START DATA EXTRACT

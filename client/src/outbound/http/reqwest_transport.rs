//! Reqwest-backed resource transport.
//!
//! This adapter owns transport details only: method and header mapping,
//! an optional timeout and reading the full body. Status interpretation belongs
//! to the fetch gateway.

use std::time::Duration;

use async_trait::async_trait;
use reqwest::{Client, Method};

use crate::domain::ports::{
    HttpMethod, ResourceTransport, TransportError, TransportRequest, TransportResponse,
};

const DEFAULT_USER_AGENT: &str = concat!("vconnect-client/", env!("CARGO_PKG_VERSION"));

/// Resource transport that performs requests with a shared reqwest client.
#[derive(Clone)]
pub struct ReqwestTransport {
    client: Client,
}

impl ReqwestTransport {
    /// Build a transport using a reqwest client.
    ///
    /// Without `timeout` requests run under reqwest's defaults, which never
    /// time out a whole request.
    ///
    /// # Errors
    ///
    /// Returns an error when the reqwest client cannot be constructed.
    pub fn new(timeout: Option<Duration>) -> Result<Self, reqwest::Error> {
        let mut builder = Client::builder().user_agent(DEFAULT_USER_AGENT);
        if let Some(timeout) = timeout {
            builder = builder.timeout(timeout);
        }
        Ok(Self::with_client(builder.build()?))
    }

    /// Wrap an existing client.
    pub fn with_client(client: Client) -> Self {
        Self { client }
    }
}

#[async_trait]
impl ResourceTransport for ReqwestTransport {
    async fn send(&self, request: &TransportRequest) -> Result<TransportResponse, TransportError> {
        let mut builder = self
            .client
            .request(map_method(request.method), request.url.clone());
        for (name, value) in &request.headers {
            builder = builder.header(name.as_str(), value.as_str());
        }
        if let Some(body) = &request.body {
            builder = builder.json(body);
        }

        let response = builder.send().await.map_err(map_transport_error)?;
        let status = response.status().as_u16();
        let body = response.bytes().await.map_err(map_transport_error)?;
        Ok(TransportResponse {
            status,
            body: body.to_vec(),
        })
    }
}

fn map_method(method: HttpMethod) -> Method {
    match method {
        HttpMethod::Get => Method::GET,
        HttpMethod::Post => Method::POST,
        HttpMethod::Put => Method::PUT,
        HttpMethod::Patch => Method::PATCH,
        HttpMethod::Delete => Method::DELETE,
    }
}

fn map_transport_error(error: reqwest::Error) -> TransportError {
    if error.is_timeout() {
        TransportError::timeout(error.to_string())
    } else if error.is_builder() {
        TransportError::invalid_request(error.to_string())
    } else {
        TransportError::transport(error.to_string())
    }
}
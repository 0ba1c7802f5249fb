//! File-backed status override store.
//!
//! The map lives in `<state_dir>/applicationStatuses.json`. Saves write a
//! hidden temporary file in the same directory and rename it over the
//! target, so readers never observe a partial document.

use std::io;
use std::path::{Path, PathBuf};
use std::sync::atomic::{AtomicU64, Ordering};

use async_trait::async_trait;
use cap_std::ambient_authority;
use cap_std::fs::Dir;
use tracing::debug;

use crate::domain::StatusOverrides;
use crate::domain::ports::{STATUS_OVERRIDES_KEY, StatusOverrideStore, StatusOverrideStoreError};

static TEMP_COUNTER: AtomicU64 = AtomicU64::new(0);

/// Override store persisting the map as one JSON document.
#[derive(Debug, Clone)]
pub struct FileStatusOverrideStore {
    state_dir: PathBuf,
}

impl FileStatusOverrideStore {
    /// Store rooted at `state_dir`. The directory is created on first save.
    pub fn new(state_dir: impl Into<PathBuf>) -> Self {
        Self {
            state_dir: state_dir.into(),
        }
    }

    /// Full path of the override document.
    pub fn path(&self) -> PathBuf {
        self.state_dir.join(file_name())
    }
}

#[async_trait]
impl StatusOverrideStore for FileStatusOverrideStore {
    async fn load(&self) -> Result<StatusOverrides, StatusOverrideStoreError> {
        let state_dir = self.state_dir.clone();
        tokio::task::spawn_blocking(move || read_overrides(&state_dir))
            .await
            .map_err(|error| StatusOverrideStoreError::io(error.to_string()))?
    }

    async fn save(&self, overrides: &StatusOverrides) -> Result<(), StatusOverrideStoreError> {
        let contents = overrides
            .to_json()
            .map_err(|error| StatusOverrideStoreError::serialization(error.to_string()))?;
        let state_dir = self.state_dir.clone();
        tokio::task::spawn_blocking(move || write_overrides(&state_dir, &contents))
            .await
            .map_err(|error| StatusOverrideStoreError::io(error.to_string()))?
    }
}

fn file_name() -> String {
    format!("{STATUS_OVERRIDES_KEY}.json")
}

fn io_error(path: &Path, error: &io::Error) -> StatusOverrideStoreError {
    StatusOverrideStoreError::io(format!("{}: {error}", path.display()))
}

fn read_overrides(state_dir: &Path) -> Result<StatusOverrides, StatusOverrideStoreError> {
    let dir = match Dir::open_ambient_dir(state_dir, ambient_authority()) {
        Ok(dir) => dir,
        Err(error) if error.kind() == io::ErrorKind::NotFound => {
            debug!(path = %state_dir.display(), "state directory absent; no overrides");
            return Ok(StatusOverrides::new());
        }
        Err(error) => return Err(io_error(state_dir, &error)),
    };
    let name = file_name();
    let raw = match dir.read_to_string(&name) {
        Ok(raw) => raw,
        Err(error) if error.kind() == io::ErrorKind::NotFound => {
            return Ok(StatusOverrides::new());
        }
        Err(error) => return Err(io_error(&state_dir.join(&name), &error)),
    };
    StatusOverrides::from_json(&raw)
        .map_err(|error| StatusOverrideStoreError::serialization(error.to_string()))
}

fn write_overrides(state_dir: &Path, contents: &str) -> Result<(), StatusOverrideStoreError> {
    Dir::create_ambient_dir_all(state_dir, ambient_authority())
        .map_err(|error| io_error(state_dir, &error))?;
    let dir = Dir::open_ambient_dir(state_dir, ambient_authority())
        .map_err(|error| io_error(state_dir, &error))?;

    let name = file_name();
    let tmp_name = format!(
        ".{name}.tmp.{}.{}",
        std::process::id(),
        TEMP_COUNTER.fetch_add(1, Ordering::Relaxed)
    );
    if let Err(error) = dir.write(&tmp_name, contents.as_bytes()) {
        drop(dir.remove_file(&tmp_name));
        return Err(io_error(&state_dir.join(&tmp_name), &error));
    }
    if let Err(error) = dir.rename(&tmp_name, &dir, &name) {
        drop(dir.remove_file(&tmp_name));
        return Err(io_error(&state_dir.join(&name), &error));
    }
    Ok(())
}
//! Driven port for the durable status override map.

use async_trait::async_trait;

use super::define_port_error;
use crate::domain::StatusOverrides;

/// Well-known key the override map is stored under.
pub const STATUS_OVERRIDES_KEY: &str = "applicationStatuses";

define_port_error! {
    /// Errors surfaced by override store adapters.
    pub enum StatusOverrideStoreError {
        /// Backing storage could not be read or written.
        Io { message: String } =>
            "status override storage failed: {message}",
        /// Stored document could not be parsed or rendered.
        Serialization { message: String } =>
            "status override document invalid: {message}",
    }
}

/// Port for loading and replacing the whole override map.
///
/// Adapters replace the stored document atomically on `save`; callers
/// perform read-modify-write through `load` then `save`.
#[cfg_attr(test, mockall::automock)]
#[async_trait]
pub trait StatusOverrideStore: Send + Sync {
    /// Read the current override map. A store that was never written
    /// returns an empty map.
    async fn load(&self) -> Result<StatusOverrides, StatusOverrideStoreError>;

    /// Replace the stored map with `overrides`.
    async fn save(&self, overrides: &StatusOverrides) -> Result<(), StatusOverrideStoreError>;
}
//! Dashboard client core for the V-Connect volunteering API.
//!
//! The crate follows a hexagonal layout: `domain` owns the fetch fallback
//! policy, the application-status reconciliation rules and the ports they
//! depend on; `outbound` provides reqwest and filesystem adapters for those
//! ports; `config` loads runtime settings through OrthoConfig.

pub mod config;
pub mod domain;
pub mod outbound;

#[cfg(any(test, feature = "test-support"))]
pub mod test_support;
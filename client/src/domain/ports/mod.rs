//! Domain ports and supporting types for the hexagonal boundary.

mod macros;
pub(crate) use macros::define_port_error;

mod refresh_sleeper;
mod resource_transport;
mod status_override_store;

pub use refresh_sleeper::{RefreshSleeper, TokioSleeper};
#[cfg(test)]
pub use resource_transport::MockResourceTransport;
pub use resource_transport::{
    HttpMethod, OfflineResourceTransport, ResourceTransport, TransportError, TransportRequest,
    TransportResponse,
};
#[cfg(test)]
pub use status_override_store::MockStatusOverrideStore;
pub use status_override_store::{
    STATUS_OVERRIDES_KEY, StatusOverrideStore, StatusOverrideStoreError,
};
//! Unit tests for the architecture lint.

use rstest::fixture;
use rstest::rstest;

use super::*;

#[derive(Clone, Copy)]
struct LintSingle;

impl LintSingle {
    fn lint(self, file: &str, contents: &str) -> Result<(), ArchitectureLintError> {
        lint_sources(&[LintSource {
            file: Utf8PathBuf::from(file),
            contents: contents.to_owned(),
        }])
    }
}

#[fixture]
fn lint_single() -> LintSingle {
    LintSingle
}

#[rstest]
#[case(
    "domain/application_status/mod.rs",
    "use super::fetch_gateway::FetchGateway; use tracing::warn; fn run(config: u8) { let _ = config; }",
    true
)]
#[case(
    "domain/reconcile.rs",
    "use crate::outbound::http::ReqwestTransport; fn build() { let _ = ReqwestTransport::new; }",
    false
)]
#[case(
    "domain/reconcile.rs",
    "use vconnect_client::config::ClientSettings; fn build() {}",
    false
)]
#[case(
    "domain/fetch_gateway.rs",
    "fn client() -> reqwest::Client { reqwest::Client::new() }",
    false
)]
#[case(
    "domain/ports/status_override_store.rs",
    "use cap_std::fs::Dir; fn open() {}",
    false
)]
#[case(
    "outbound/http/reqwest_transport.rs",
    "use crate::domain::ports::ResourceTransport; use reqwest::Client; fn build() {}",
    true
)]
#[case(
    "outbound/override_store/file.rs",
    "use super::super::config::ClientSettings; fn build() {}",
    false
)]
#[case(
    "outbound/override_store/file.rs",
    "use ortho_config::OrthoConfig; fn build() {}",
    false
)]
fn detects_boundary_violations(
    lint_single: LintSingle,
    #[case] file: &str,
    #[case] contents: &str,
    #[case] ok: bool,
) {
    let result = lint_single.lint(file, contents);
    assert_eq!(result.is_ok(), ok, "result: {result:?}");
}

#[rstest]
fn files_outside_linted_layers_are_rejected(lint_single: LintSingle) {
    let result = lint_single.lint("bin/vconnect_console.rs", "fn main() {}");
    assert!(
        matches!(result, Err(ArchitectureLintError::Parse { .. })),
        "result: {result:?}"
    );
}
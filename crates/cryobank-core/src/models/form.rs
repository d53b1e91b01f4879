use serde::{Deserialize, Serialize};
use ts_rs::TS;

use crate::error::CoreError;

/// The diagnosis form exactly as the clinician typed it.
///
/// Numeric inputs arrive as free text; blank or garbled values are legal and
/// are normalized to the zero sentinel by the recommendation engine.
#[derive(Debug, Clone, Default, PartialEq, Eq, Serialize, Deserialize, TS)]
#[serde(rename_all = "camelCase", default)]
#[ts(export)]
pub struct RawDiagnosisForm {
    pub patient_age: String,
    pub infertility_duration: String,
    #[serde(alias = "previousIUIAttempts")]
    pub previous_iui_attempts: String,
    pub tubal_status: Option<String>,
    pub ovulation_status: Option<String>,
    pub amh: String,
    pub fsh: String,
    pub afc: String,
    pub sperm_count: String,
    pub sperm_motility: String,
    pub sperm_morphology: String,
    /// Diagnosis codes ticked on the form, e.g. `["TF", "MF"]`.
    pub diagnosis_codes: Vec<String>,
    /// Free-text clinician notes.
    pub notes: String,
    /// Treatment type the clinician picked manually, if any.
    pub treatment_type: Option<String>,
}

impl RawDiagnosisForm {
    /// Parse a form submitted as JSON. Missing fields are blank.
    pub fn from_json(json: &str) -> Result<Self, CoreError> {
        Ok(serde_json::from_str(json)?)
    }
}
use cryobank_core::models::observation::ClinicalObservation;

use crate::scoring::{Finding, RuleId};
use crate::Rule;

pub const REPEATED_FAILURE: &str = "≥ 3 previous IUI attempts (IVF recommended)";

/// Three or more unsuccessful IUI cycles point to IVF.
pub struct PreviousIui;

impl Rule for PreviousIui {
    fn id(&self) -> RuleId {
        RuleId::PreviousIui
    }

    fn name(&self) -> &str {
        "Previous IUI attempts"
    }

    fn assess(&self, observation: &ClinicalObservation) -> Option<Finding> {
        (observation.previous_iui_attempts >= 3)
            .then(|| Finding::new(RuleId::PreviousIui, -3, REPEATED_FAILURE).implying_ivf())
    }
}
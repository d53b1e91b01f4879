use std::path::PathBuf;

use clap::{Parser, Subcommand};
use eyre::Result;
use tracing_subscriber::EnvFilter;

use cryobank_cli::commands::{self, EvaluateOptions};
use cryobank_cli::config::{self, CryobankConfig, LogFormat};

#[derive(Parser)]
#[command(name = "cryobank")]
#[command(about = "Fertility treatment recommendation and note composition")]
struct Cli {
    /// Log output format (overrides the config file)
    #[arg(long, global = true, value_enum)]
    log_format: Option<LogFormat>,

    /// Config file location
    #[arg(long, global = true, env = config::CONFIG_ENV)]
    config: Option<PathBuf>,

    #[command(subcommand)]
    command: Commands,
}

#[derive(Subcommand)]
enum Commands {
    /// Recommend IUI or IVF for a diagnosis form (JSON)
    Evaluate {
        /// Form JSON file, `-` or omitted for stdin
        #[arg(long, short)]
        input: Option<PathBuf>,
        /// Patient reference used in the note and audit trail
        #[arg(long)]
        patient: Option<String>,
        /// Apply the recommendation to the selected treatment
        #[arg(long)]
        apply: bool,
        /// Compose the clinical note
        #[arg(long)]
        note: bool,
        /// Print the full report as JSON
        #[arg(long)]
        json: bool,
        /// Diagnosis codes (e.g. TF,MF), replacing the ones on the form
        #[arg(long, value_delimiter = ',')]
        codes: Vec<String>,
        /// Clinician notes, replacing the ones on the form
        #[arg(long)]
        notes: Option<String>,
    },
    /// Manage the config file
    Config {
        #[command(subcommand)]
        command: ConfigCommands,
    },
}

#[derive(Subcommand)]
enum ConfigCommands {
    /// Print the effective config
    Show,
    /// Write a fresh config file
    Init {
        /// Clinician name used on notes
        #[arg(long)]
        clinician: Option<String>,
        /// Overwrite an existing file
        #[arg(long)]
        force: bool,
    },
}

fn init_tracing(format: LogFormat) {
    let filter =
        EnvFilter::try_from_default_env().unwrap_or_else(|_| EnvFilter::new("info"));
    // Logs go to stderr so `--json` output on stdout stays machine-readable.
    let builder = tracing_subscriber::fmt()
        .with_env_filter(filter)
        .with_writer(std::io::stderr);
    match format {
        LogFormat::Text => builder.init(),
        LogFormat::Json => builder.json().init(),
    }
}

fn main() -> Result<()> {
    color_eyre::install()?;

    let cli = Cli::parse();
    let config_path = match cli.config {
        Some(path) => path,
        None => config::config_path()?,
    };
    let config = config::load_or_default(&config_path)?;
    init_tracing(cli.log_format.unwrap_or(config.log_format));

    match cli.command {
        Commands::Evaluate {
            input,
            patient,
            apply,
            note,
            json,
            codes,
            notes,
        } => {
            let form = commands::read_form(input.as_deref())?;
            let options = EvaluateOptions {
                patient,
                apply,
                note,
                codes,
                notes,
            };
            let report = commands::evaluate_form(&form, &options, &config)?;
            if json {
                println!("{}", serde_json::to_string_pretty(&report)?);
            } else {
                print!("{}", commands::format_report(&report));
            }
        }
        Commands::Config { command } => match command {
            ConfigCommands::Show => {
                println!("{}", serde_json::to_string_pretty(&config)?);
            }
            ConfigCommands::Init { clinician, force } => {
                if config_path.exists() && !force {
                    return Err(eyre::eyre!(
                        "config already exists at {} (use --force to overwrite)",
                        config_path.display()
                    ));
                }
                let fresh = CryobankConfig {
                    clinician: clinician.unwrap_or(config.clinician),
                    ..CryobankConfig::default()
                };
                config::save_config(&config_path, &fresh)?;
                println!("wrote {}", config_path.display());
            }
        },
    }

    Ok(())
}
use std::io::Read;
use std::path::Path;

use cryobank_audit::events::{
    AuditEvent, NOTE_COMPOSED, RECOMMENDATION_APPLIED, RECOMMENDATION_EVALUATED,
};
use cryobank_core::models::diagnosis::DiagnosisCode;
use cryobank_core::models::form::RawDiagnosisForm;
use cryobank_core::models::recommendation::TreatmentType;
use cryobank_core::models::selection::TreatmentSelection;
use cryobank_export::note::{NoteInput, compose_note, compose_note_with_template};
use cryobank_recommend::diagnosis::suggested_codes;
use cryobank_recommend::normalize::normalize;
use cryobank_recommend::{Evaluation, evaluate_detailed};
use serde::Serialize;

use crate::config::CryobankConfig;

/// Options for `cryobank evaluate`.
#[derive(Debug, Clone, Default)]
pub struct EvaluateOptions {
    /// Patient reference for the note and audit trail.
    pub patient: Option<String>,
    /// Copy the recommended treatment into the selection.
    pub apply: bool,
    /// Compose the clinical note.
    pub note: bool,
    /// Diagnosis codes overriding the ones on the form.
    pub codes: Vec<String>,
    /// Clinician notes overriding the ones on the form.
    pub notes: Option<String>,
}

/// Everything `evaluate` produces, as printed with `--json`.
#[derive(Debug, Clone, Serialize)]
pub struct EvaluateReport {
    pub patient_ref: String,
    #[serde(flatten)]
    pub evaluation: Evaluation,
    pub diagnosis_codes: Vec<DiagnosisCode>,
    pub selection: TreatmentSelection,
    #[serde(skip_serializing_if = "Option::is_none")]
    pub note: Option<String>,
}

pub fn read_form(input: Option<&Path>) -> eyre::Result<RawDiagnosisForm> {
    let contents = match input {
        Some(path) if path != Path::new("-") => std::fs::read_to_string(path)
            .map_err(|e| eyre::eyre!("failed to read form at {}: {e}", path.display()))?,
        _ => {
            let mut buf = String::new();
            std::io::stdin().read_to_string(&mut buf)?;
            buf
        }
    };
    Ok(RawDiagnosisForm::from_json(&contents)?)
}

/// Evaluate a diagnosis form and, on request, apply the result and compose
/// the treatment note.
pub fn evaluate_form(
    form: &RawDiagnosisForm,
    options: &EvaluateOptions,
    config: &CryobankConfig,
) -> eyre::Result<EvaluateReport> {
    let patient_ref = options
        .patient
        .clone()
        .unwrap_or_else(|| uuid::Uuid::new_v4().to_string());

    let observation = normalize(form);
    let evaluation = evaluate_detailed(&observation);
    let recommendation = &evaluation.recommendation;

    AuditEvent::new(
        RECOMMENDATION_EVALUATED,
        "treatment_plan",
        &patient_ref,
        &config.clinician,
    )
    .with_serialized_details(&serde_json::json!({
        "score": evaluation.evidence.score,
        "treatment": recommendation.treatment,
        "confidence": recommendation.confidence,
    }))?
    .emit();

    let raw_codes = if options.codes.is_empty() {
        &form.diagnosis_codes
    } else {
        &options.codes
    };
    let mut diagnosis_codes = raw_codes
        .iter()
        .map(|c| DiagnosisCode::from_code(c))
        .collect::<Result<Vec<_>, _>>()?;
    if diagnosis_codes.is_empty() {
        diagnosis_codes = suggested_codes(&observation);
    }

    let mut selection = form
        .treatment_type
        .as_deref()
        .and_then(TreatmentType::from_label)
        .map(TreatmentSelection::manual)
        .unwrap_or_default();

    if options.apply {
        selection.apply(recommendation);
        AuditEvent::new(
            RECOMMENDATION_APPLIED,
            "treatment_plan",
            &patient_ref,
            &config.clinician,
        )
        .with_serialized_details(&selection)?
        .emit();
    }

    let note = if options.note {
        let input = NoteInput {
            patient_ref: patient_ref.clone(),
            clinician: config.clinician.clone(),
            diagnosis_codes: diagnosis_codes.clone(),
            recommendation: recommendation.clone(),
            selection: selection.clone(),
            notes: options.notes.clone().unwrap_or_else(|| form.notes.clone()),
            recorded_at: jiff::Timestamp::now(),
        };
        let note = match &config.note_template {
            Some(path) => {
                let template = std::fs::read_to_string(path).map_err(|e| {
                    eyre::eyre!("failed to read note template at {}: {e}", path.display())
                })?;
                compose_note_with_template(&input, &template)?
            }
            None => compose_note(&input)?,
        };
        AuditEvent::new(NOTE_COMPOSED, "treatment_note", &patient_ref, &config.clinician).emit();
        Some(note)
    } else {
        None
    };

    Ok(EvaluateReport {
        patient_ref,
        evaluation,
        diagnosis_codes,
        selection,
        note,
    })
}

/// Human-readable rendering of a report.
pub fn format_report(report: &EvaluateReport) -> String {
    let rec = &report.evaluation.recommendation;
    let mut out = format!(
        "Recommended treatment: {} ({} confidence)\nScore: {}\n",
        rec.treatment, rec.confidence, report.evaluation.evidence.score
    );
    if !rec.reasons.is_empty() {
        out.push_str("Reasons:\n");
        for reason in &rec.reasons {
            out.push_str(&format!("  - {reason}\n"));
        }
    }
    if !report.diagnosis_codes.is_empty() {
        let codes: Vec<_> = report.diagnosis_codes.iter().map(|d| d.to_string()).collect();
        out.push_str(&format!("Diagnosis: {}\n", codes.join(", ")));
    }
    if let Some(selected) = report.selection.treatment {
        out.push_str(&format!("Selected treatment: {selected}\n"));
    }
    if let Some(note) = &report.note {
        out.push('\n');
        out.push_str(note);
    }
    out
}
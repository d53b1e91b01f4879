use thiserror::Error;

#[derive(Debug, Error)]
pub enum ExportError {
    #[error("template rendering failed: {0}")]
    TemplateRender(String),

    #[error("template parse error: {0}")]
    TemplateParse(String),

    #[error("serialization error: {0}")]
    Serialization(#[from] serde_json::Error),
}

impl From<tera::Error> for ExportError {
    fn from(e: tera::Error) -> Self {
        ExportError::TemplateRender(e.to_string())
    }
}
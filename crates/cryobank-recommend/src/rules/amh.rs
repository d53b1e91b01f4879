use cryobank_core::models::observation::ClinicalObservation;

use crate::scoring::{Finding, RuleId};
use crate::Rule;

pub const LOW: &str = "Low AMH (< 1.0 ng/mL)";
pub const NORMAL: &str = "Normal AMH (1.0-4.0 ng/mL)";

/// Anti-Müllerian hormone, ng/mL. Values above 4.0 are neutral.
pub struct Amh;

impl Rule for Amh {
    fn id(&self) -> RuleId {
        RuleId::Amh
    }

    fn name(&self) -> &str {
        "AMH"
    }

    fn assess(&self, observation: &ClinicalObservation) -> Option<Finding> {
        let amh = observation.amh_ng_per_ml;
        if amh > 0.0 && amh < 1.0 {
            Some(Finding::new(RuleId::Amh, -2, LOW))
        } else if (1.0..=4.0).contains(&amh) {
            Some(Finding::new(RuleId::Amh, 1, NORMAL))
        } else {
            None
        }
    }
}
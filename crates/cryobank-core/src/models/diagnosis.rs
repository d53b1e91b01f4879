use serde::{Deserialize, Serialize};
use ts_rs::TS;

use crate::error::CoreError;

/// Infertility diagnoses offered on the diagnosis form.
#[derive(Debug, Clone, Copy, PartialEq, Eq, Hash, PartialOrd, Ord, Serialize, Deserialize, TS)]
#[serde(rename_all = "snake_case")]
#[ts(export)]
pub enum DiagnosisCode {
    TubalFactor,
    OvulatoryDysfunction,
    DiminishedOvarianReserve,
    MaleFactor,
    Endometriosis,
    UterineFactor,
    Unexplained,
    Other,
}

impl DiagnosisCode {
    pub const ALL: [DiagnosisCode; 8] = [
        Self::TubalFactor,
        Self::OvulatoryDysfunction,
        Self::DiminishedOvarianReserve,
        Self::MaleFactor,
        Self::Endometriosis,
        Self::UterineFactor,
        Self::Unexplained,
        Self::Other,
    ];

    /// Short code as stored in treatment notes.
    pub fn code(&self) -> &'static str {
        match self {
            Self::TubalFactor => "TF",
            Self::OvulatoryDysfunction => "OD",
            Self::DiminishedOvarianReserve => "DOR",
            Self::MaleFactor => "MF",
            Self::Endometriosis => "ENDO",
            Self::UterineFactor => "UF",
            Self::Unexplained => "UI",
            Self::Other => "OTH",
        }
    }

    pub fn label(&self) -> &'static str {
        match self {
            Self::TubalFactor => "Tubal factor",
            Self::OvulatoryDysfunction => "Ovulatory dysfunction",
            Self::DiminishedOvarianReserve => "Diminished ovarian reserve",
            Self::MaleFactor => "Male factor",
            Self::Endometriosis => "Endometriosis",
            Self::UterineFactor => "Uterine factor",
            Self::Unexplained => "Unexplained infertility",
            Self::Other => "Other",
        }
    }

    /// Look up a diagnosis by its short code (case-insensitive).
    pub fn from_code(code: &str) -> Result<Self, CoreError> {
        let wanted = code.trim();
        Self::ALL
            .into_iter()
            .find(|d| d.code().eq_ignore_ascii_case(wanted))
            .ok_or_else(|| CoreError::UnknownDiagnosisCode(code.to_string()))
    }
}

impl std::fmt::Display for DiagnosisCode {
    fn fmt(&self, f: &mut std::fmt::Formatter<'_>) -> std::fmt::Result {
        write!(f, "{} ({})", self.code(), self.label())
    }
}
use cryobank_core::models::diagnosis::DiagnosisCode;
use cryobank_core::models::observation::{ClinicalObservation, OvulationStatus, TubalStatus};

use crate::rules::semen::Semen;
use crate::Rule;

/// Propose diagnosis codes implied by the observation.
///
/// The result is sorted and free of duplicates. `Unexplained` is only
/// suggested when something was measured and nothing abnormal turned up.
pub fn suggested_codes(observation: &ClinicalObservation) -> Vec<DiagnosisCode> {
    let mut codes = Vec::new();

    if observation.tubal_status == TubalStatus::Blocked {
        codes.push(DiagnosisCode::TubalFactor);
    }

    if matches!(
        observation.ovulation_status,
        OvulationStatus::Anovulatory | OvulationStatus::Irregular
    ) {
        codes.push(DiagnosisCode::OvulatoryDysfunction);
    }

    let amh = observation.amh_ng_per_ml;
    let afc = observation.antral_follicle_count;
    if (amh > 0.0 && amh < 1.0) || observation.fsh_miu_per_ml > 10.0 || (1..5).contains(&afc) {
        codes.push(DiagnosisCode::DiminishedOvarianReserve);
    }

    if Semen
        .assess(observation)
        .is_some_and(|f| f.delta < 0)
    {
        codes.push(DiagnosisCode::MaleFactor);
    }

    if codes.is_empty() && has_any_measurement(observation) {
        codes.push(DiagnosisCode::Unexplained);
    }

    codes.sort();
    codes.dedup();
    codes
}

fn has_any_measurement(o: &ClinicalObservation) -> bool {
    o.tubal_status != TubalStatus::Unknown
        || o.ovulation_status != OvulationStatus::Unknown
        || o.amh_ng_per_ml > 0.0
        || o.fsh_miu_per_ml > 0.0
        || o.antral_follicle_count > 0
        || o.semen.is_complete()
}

END DATA EXTRACT

PROBLEM DESCRIPTION
Reproduce each line of the records in which the word "rendering" appears.

SOLUTION
/// Human-readable rendering of a report.
    #[error("template rendering failed: {0}")]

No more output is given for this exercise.